WHAT YOU WILL DO | Two lines below mark the span: the one containing "Ok(DijkstraRunner::new(graph, source).run())" and the one containing "if source >= vertices". Set down both, plus every line between, exactly as they stand, and nothing else.
==== PROVIDED ENTRIES ====
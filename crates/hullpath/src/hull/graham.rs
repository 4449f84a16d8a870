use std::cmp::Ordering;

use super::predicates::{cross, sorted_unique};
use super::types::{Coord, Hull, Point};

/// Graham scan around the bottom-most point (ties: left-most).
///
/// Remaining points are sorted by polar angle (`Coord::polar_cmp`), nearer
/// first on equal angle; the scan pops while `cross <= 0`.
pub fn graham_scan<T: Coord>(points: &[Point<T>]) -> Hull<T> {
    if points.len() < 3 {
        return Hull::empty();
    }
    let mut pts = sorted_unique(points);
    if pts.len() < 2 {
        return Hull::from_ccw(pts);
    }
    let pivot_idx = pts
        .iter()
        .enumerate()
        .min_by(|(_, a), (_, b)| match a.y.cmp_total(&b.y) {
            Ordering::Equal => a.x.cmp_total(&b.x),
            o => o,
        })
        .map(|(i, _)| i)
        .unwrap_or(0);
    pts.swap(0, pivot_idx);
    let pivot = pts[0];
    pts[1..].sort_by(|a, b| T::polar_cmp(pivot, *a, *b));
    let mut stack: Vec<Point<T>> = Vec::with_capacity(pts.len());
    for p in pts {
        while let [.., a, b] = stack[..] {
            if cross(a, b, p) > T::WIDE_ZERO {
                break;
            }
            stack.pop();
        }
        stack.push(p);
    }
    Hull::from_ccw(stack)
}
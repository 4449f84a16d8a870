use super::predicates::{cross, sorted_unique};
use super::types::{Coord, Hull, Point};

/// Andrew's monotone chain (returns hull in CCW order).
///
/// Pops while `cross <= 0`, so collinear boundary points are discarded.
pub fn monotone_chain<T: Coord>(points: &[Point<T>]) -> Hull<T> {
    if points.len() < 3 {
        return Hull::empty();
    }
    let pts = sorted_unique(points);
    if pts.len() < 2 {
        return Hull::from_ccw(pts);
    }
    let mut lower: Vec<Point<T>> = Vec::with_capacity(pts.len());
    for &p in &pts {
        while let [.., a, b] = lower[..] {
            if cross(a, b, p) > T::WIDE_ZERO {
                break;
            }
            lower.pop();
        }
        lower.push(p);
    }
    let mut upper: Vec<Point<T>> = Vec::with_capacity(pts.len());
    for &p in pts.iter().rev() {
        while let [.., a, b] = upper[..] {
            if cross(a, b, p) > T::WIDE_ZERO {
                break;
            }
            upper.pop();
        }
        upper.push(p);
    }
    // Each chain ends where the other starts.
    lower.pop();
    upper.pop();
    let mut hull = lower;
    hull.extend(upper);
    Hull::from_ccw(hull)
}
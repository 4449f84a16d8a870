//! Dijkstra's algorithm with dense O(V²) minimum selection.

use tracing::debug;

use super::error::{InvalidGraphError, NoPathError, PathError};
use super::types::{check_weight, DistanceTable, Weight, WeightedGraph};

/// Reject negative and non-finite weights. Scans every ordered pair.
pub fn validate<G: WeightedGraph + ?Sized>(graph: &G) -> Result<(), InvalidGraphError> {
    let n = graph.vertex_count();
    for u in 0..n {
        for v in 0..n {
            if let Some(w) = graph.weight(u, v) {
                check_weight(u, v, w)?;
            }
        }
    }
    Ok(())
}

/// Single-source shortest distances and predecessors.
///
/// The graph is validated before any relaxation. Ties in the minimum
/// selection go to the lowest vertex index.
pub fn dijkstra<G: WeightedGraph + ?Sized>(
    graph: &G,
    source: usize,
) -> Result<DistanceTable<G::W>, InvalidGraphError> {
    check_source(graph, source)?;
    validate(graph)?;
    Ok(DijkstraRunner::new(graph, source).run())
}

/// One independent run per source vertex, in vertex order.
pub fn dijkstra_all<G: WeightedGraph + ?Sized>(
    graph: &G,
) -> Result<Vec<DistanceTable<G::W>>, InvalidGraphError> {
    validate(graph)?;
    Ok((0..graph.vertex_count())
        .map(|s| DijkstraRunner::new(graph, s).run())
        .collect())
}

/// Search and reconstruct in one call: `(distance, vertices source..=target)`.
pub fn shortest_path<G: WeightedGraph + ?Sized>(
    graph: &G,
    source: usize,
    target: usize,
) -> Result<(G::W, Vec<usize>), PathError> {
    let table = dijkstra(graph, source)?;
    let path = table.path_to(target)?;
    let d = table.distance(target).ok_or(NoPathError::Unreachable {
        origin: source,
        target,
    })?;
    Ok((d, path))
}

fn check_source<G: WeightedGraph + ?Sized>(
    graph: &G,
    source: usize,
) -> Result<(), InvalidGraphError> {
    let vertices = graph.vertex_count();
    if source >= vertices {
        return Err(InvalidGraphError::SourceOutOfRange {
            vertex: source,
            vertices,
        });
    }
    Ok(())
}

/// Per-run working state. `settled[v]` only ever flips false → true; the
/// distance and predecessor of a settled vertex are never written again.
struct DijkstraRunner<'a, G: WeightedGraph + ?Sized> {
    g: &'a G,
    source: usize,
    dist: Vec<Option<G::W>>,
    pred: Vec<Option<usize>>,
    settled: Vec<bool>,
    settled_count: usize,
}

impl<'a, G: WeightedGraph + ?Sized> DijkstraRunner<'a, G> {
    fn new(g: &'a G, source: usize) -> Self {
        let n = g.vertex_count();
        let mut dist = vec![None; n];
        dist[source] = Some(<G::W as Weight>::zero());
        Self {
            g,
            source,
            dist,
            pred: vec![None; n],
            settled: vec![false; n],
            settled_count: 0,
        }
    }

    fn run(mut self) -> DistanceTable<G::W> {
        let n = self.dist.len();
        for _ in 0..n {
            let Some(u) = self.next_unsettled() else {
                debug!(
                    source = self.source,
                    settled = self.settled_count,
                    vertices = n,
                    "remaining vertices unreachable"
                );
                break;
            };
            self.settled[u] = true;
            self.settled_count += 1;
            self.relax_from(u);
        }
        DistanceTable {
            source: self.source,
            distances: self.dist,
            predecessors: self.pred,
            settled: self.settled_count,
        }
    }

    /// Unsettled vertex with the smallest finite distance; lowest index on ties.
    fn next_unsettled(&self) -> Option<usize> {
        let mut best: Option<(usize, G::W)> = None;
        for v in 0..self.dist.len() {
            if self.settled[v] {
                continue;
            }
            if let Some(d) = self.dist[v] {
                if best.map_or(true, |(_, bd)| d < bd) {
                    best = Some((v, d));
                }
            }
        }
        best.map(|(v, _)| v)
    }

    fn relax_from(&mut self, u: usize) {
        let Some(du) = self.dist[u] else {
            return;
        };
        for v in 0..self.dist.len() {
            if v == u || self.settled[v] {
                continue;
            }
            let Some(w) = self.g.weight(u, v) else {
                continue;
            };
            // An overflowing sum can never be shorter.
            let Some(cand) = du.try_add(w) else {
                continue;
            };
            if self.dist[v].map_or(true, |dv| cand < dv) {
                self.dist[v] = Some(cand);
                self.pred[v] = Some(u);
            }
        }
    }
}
====
EXPECTED OUTPUT |
    Ok(DijkstraRunner::new(graph, source).run())
}

/// One independent run per source vertex, in vertex order.
pub fn dijkstra_all<G: WeightedGraph + ?Sized>(
    graph: &G,
) -> Result<Vec<DistanceTable<G::W>>, InvalidGraphError> {
    validate(graph)?;
    Ok((0..graph.vertex_count())
        .map(|s| DijkstraRunner::new(graph, s).run())
        .collect())
}

/// Search and reconstruct in one call: `(distance, vertices source..=target)`.
pub fn shortest_path<G: WeightedGraph + ?Sized>(
    graph: &G,
    source: usize,
    target: usize,
) -> Result<(G::W, Vec<usize>), PathError> {
    let table = dijkstra(graph, source)?;
    let path = table.path_to(target)?;
    let d = table.distance(target).ok_or(NoPathError::Unreachable {
        origin: source,
        target,
    })?;
    Ok((d, path))
}

fn check_source<G: WeightedGraph + ?Sized>(
    graph: &G,
    source: usize,
) -> Result<(), InvalidGraphError> {
    let vertices = graph.vertex_count();
    if source >= vertices {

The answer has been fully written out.